## Exercise objective
When a line below contains the string "bool", show that line.

## Records drawn from a dataset

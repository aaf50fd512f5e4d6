//! Availability engine
//!
//! Answers "is this room free over `[start, end)`?" and "which rooms are
//! free?". Ranges are half-open: a stay ending on day D does not conflict
//! with one starting on day D. Every call re-reads persisted state; nothing
//! is cached or locked here.

use std::sync::Arc;

use chrono::NaiveDate;

use crate::{
    error::{AppError, AppResult},
    models::{Room, RoomRestriction},
    repository::BookingRepository,
};

/// Half-open date range `[start, end)`
#[derive(Debug, Clone, Copy, PartialEq, Eq)]
pub struct DateRange {
    pub start: NaiveDate,
    pub end: NaiveDate,
}

impl DateRange {
    pub fn new(start: NaiveDate, end: NaiveDate) -> Self {
        Self { start, end }
    }

    /// Build a stay range, rejecting zero-length and inverted ranges
    pub fn stay(start: NaiveDate, end: NaiveDate) -> AppResult<Self> {
        if start >= end {
            return Err(AppError::Validation(
                "End date must be after start date".to_string(),
            ));
        }
        Ok(Self { start, end })
    }

    /// A range spanning no day at all
    pub fn is_empty(&self) -> bool {
        self.start >= self.end
    }

    pub fn overlaps(&self, other: &DateRange) -> bool {
        overlaps(self, other)
    }

    /// Days covered by the range, in order
    pub fn days(&self) -> impl Iterator<Item = NaiveDate> {
        let end = self.end;
        self.start.iter_days().take_while(move |day| *day < end)
    }
}

impl From<&RoomRestriction> for DateRange {
    fn from(r: &RoomRestriction) -> Self {
        DateRange::new(r.start_date, r.end_date)
    }
}

/// Two ranges conflict iff `a.start < b.end && b.start < a.end`.
/// Empty ranges span no day and conflict with nothing.
pub fn overlaps(a: &DateRange, b: &DateRange) -> bool {
    !a.is_empty() && !b.is_empty() && a.start < b.end && b.start < a.end
}

/// Whether none of `restrictions` overlaps `range`
pub fn is_free(restrictions: &[RoomRestriction], range: &DateRange) -> bool {
    restrictions
        .iter()
        .all(|r| !overlaps(&DateRange::from(r), range))
}

/// Engine over the repository port
#[derive(Clone)]
pub struct AvailabilityService {
    repository: Arc<dyn BookingRepository>,
}

impl AvailabilityService {
    pub fn new(repository: Arc<dyn BookingRepository>) -> Self {
        Self { repository }
    }

    /// Whether `room_id` is free over `[start, end)`.
    ///
    /// `start == end` spans no day and is trivially free; callers reject
    /// zero-length stays before asking.
    pub async fn room_is_free(&self, start: NaiveDate, end: NaiveDate, room_id: i32) -> AppResult<bool> {
        if start > end {
            return Err(AppError::Validation(
                "Start date is after end date".to_string(),
            ));
        }
        if start == end {
            return Ok(true);
        }
        self.repository
            .has_availability_by_dates_by_room_id(start, end, room_id)
            .await
    }

    /// Number of rooms on offer
    pub async fn room_count(&self) -> AppResult<usize> {
        Ok(self.repository.all_rooms().await?.len())
    }

    /// Rooms free over `[start, end)`, ascending by id. Empty when every
    /// room conflicts.
    pub async fn free_rooms(&self, start: NaiveDate, end: NaiveDate) -> AppResult<Vec<Room>> {
        if start > end {
            return Err(AppError::Validation(
                "Start date is after end date".to_string(),
            ));
        }
        let mut rooms = if start == end {
            self.repository.all_rooms().await?
        } else {
            self.repository
                .search_availability_for_all_rooms(start, end)
                .await?
        };
        rooms.sort_by_key(|room| room.id);
        tracing::debug!(%start, %end, free = rooms.len(), "availability searched");
        Ok(rooms)
    }
}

## The answer
    pub fn is_empty(&self) -> bool {
    pub fn overlaps(&self, other: &DateRange) -> bool {
pub fn overlaps(a: &DateRange, b: &DateRange) -> bool {
pub fn is_free(restrictions: &[RoomRestriction], range: &DateRange) -> bool {
    pub async fn room_is_free(&self, start: NaiveDate, end: NaiveDate, room_id: i32) -> AppResult<bool> {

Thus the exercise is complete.